In other words the value of the contingent claim AGI had against Dalesun pursuant to the guarantee was quantifiable and hence capable of proof under the deed.

Accordingly the right of AGI to recover payment from Dalesun was subject to the compromise provided for in the DOCA.

The Court then said that the first right (being the right of the secured creditor to take action against the property of the company pursuant to its security) was not compromised by the DOCA. That the Court said was consistent with the requirement of section 444D of the Act.  The Court went on to say however, that the right to take action under AGI’s security was only exercisable where there existed a payment obligation by Dalesun. Of course that payment obligation (the first right) had been compromised by the deed.

In short, the judgment said the right of the secured creditors under the security survived the operation of the deed. But the right could not be exercised!

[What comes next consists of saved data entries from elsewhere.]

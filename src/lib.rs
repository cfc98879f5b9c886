//! The register-allocation context of a JIT assembler.
//!
//! This crate is the architecture independent middle of a per-function code
//! generation pipeline. Earlier passes (outside this crate) build a
//! doubly-linked list of IR nodes for one function; an architecture specific
//! back-end supplies the two outer passes, instruction selection (`fetch`)
//! and register assignment plus emission (`translate`). Between those, the
//! [RaContext] performs four coupled transformations:
//!
//! 1. Removal of statically unreachable code, seeded by the back-end.
//! 2. A backward fixed-point liveness analysis over virtual registers,
//!    across arbitrary forward and back edges.
//! 3. Assignment of frame memory cells to spilled and stack-resident virtual
//!    registers, packed by power-of-two size class.
//! 4. Sequencing of the whole pipeline, including optional annotation of the
//!    node list with per-node liveness for logging.
//!
//! The liveness solver deserves a word of warning: it is a backward worklist
//! algorithm over an *unstructured* control flow graph. Labels aggregate
//! their incoming jumps in a `from`/`jump_next` chain (the reverse-CFG
//! successor list), and the solver maintains an explicit stack of partially
//! processed labels so that it can resume a jump chain after a detour
//! through an unvisited predecessor. Bits only ever move monotonically into
//! per-node live-in sets, which is what guarantees termination.
//!
//!
//! ## Ownership
//!
//! All cyclic structure is expressed with typed indices, never references:
//! nodes live in an arena vector inside [Func] and link to each other with
//! `Option<NodeIdx>`. Liveness bit arrays live in a word arena ([RaContext]'s
//! zone) and are referred to by copyable handles; one `reset` invalidates
//! them all en masse. Virtual registers outlive the context: `cleanup`
//! clears the per-function state the context wrote into them.
//!
//!
//! ## Abbreviations and terminological conventions
//!
//! In rough alphabetical order:
//!
//!  * `bcur`: the propagating live-in set the liveness solver carries while
//!    walking backwards.
//!  * `blen`: the length of a liveness bit array, in machine words.
//!  * `cell`: an assigned frame memory slot (size, alignment, offset).
//!  * `lid`: a [LocalIdx], the dense per-function id of a tracked vreg.
//!  * `ra`: the name conventionally given to the shared [RaContext].
//!  * `tied`: a [TiedReg], one use/def of a vreg by one node.
//!  * `vreg`: a virtual register, [VirtReg].
//!  * `wd`: a node's attached work-data, [RaData].

mod bits;
pub mod ir;
mod log;
pub mod ra;
mod zone;

use std::{error::Error, fmt};

pub use bits::Bits;
pub use ir::{Func, JumpKind, LocalIdx, Node, NodeIdx, NodeKind, RaData, TiedReg, VirtReg, VregIdx};
pub use ra::{
    cells::{CellIdx, RaCell},
    RaBackend, RaContext,
};

/// A failure to register-allocate a function.
#[derive(Debug)]
pub enum RaError {
    /// The context's arena could not satisfy an allocation. The partially
    /// built state is left in place; the caller must `reset` before
    /// compiling another function.
    NoHeapMemory,
    /// The target back-end rejected the function during `fetch` or
    /// `translate`. The message is propagated verbatim.
    Backend(String),
}

impl fmt::Display for RaError {
    fn fmt(&self, f: &mut fmt::Formatter<'_>) -> fmt::Result {
        match self {
            RaError::NoHeapMemory => write!(f, "out of heap memory"),
            RaError::Backend(s) => write!(f, "back-end error: {s}"),
        }
    }
}

impl Error for RaError {}

#[cfg(test)]
mod tests {
    use super::*;

    #[test]
    fn error_display() {
        assert_eq!(RaError::NoHeapMemory.to_string(), "out of heap memory");
        assert_eq!(
            RaError::Backend("no encoding for vpmulhrsw".into()).to_string(),
            "back-end error: no encoding for vpmulhrsw"
        );
    }
}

AGI went on to point out that the conclusion was unfair in that it did not receive notice of the holding of the meeting. Accordingly, it had no say in the decision to approve the deed.

A fair summary of the judgment is found in the passage where the Court said it doubted that section 444D:

“…should be construed by reference to the position of a secured contingent creditor of a guarantor who, subjectively unaware of the guarantors deed of company arrangement, continued to supply goods to the principal after the effectuation of the deed of company arrangement.”

Conclusion

The comfort of holding a secured guarantee has been thrown into doubt by this decision.

If a corporate guarantor enters into a DOCA the holder of the guarantee would be well advised to enter into a new guarantee with the guarantor. If this is not effectuated then any claim it has under the guarantee will be caught by the DOCA with respect to the guarantor, whether or not it holds security.

Similarly if the holder of the guarantee wishes to retain its security it will need to enter into a new security at the time of entering the new guarantee.

This decision has grave ramifications for people holding guarantees and/or secured guarantees and in the absence of action may adversely affect rights in a way not previously contemplated.